Excerpts from a dataset
>>>>>
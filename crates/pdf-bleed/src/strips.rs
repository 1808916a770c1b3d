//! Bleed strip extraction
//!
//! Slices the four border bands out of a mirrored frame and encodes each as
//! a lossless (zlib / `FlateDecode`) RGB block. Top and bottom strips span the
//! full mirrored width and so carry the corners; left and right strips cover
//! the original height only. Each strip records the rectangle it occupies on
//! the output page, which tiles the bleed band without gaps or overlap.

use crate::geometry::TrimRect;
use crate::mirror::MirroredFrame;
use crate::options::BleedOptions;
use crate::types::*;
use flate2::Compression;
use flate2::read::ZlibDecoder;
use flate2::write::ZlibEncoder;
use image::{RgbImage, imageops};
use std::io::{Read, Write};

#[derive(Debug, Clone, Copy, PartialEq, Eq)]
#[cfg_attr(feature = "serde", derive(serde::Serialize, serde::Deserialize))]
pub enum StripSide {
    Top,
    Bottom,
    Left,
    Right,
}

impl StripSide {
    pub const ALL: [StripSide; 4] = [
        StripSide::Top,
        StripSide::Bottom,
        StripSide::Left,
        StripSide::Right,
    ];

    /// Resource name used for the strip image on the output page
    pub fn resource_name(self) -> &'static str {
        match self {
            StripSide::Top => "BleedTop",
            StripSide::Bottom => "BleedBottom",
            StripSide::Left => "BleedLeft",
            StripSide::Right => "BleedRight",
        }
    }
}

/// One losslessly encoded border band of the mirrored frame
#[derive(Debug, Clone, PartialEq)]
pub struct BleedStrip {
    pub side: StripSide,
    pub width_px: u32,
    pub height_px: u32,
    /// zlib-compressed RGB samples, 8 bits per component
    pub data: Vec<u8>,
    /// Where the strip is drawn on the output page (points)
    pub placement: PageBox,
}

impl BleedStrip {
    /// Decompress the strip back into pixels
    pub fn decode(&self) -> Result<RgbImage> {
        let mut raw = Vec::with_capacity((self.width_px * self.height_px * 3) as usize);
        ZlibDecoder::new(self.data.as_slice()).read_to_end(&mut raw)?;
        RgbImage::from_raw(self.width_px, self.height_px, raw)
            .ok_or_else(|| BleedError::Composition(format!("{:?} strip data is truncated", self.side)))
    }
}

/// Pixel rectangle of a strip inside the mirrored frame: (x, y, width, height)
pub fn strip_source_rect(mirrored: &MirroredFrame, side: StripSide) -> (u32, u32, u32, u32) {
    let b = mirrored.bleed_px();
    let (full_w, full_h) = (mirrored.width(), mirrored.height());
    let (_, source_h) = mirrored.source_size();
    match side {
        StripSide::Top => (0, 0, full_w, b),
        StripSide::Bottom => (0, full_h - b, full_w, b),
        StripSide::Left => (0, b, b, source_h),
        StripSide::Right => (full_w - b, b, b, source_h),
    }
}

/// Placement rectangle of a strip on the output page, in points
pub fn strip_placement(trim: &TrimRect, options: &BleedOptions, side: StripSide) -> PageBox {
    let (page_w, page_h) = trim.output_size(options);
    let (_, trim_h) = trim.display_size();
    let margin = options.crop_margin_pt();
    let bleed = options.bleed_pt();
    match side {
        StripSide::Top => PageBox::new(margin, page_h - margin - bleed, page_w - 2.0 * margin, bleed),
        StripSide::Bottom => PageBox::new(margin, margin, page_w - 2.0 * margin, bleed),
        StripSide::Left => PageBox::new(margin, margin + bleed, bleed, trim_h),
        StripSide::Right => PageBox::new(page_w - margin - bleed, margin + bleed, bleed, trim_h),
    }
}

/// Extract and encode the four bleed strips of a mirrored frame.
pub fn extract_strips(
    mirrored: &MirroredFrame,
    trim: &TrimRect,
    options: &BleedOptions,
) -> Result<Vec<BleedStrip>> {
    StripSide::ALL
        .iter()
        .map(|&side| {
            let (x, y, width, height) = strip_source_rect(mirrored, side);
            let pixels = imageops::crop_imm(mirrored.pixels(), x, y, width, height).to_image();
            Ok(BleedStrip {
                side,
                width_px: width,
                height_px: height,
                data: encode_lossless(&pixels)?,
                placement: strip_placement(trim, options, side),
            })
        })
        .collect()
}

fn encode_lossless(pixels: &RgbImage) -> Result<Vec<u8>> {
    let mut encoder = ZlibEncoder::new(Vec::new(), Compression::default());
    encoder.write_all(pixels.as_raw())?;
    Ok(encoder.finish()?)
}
<<<<<
* [Exercise goal]
Retype all the data, changing nothing.

* [Task solution]
filename crates/pdf-bleed/src/strips.rs
repository 1808916a770c1b3d
//! Bleed strip extraction
//!
//! Slices the four border bands out of a mirrored frame and encodes each as
//! a lossless (zlib / `FlateDecode`) RGB block. Top and bottom strips span the
//! full mirrored width and so carry the corners; left and right strips cover
//! the original height only. Each strip records the rectangle it occupies on
//! the output page, which tiles the bleed band without gaps or overlap.

use crate::geometry::TrimRect;
use crate::mirror::MirroredFrame;
use crate::options::BleedOptions;
use crate::types::*;
use flate2::Compression;
use flate2::read::ZlibDecoder;
use flate2::write::ZlibEncoder;
use image::{RgbImage, imageops};
use std::io::{Read, Write};

#[derive(Debug, Clone, Copy, PartialEq, Eq)]
#[cfg_attr(feature = "serde", derive(serde::Serialize, serde::Deserialize))]
pub enum StripSide {
    Top,
    Bottom,
    Left,
    Right,
}

impl StripSide {
    pub const ALL: [StripSide; 4] = [
        StripSide::Top,
        StripSide::Bottom,
        StripSide::Left,
        StripSide::Right,
    ];

    /// Resource name used for the strip image on the output page
    pub fn resource_name(self) -> &'static str {
        match self {
            StripSide::Top => "BleedTop",
            StripSide::Bottom => "BleedBottom",
            StripSide::Left => "BleedLeft",
            StripSide::Right => "BleedRight",
        }
    }
}

/// One losslessly encoded border band of the mirrored frame
#[derive(Debug, Clone, PartialEq)]
pub struct BleedStrip {
    pub side: StripSide,
    pub width_px: u32,
    pub height_px: u32,
    /// zlib-compressed RGB samples, 8 bits per component
    pub data: Vec<u8>,
    /// Where the strip is drawn on the output page (points)
    pub placement: PageBox,
}

impl BleedStrip {
    /// Decompress the strip back into pixels
    pub fn decode(&self) -> Result<RgbImage> {
        let mut raw = Vec::with_capacity((self.width_px * self.height_px * 3) as usize);
        ZlibDecoder::new(self.data.as_slice()).read_to_end(&mut raw)?;
        RgbImage::from_raw(self.width_px, self.height_px, raw)
            .ok_or_else(|| BleedError::Composition(format!("{:?} strip data is truncated", self.side)))
    }
}

/// Pixel rectangle of a strip inside the mirrored frame: (x, y, width, height)
pub fn strip_source_rect(mirrored: &MirroredFrame, side: StripSide) -> (u32, u32, u32, u32) {
    let b = mirrored.bleed_px();
    let (full_w, full_h) = (mirrored.width(), mirrored.height());
    let (_, source_h) = mirrored.source_size();
    match side {
        StripSide::Top => (0, 0, full_w, b),
        StripSide::Bottom => (0, full_h - b, full_w, b),
        StripSide::Left => (0, b, b, source_h),
        StripSide::Right => (full_w - b, b, b, source_h),
    }
}

/// Placement rectangle of a strip on the output page, in points
pub fn strip_placement(trim: &TrimRect, options: &BleedOptions, side: StripSide) -> PageBox {
    let (page_w, page_h) = trim.output_size(options);
    let (_, trim_h) = trim.display_size();
    let margin = options.crop_margin_pt();
    let bleed = options.bleed_pt();
    match side {
        StripSide::Top => PageBox::new(margin, page_h - margin - bleed, page_w - 2.0 * margin, bleed),
        StripSide::Bottom => PageBox::new(margin, margin, page_w - 2.0 * margin, bleed),
        StripSide::Left => PageBox::new(margin, margin + bleed, bleed, trim_h),
        StripSide::Right => PageBox::new(page_w - margin - bleed, margin + bleed, bleed, trim_h),
    }
}

/// Extract and encode the four bleed strips of a mirrored frame.
pub fn extract_strips(
    mirrored: &MirroredFrame,
    trim: &TrimRect,
    options: &BleedOptions,
) -> Result<Vec<BleedStrip>> {
    StripSide::ALL
        .iter()
        .map(|&side| {
            let (x, y, width, height) = strip_source_rect(mirrored, side);
            let pixels = imageops::crop_imm(mirrored.pixels(), x, y, width, height).to_image();
            Ok(BleedStrip {
                side,
                width_px: width,
                height_px: height,
                data: encode_lossless(&pixels)?,
                placement: strip_placement(trim, options, side),
            })
        })
        .collect()
}

fn encode_lossless(pixels: &RgbImage) -> Result<Vec<u8>> {
    let mut encoder = ZlibEncoder::new(Vec::new(), Compression::default());
    encoder.write_all(pixels.as_raw())?;
    Ok(encoder.finish()?)
}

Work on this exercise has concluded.